Phase II would include teachers and school staff, people with moderate co-morbidities, all older adults, people in homeless shelters or group homes, incarcerated or detained individuals along with staff at those facilities, and workers in industries essential to the functioning of society and at high risk of exposure.
The third phase would kick in once vaccines are more widely available. In that phase, the vaccines would be given to young adults, children – provided a vaccine has been adequately tested in kids – and other workers essential to fully restoring economic activity. The final phase opens immunization to anyone who wants it.
While it didn’t specify the phase, the draft said the thousands of volunteers who participate in the vaccine trials should be given early access to the vaccine, as is the practice with most clinical trials. It also said legal status of individuals shouldn’t be a consideration and the vaccines should be provided with no copays, regardless of whether a person is covered by Medicare, Medicaid or private insurance.
When it comes to implementing such a framework, some of the categories in the phases will have to be better defined as more data become available, the committee acknowledged. For instance, what’s the age threshold for “older adult”?
“As of Aug. 1, nearly 80% of all COVID-19 deaths in the U.S. have occurred in people over the age of 65, and a significant proportion of these deaths were individuals living in long-term care facilities,” the National Academies said.
However, the framework noted that morbidity and serious illness and death from COVID-19 rises substantially at about age 50, but it is most prevalent in people older than 70.
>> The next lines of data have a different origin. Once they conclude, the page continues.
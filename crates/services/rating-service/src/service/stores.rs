//! Store creation by administrators.

use std::sync::Arc;

use common::{AppError, AppResult, OptionExt};
use domain::{
    validation::{validate_address, validate_email, validate_store_name},
    NewStore, Role, Store,
};

use super::access_guard::require_role;
use super::token::Identity;
use crate::infra::UnitOfWork;

#[derive(Debug, Clone, Default)]
pub struct StoreCreation {
    pub name: String,
    /// Email of the existing user who will own the store
    pub email: String,
    pub address: String,
}

pub struct StoreManager {
    uow: Arc<dyn UnitOfWork>,
}

impl StoreManager {
    pub fn new(uow: Arc<dyn UnitOfWork>) -> Self {
        Self { uow }
    }

    /// Create a store for the user registered under `email`, promoting them
    /// from NORMAL_USER to STORE_OWNER in the same transaction.
    pub async fn create_store(&self, caller: &Identity, input: StoreCreation) -> AppResult<Store> {
        require_role(caller, &[Role::SystemAdmin])?;

        if input.name.is_empty() || input.email.is_empty() || input.address.trim().is_empty() {
            return Err(AppError::validation("Name, email and address are required"));
        }
        validate_store_name(&input.name)?;
        validate_email(&input.email)?;
        validate_address(&input.address)?;

        let owner = self
            .uow
            .users()
            .find_by_email(&input.email)
            .await?
            .ok_or_not_found("User")?;

        match owner.role {
            Role::NormalUser => {}
            Role::StoreOwner => return Err(AppError::conflict("Store")),
            Role::SystemAdmin => {
                return Err(AppError::validation(
                    "Only normal users can be assigned a store",
                ))
            }
        }

        let store = self
            .uow
            .stores()
            .create_for_owner(NewStore {
                name: input.name.trim().to_string(),
                email: input.email,
                address: input.address,
                owner_id: owner.id,
            })
            .await?;

        tracing::info!(store_id = %store.id, owner_id = %owner.id, "Store created");
        Ok(store)
    }
}
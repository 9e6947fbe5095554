//! Store database entity for SeaORM.

use sea_orm::entity::prelude::*;

use domain::Store;

#[derive(Clone, Debug, PartialEq, Eq, DeriveEntityModel)]
#[sea_orm(table_name = "stores")]
pub struct Model {
    #[sea_orm(primary_key, auto_increment = false)]
    pub id: Uuid,
    pub name: String,
    #[sea_orm(unique)]
    pub email: Option<String>,
    pub address: String,
    #[sea_orm(unique)]
    pub owner_id: Uuid,
    pub created_at: DateTimeUtc,
    pub updated_at: DateTimeUtc,
}

#[derive(Copy, Clone, Debug, EnumIter, DeriveRelation)]
pub enum Relation {
    #[sea_orm(
        belongs_to = "super::user::Entity",
        from = "Column::OwnerId",
        to = "super::user::Column::Id",
        on_delete = "Cascade"
    )]
    Owner,
    #[sea_orm(has_many = "super::rating::Entity")]
    Ratings,
}

impl Related<super::user::Entity> for Entity {
    fn to() -> RelationDef {
        Relation::Owner.def()
    }
}

impl Related<super::rating::Entity> for Entity {
    fn to() -> RelationDef {
        Relation::Ratings.def()
    }
}

impl ActiveModelBehavior for ActiveModel {}

impl From<Model> for Store {
    fn from(model: Model) -> Self {
        Store {
            id: model.id,
            name: model.name,
            email: model.email,
            address: model.address,
            owner_id: model.owner_id,
            created_at: model.created_at,
            updated_at: model.updated_at,
        }
    }
}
“Current knowledge of the relative risks stemming from specific underlying risk factors is evolving quickly and will be better known by the time vaccines actually become available,” according to the draft. The hope is that emerging information would allow decision makers to more effectively target those at greatest risk of serious morbidity and mortality, including younger people, than they can today.
Also, the development of life-saving drugs and early detection and treatment could avert much of the serious morbidity and mortality being seen today, which could change the prioritization outlined in the framework.
In preparing the draft, the National Academies committee acknowledged that one-third or more of the U.S. population may pass on the vaccine due to uncertainties that likely will compound significant doubts many people already have about the COVID-19 vaccine, or vaccines in general. The committee said that, no matter how well thought out its framework is, it “cannot address the general lack of confidence in vaccination.”
How much of the framework is adopted by federal and state agencies will remain to be seen, as other groups also are proposing allocation plans. So far, the Trump administration has been mum about how it will distribute a vaccine, despite pressure to reveal its plan. With drugs, devices, diagnostics and personal protection equipment needed to treat COVID-19 patients, the federal government dispersed them to the states and then let the states take it from there.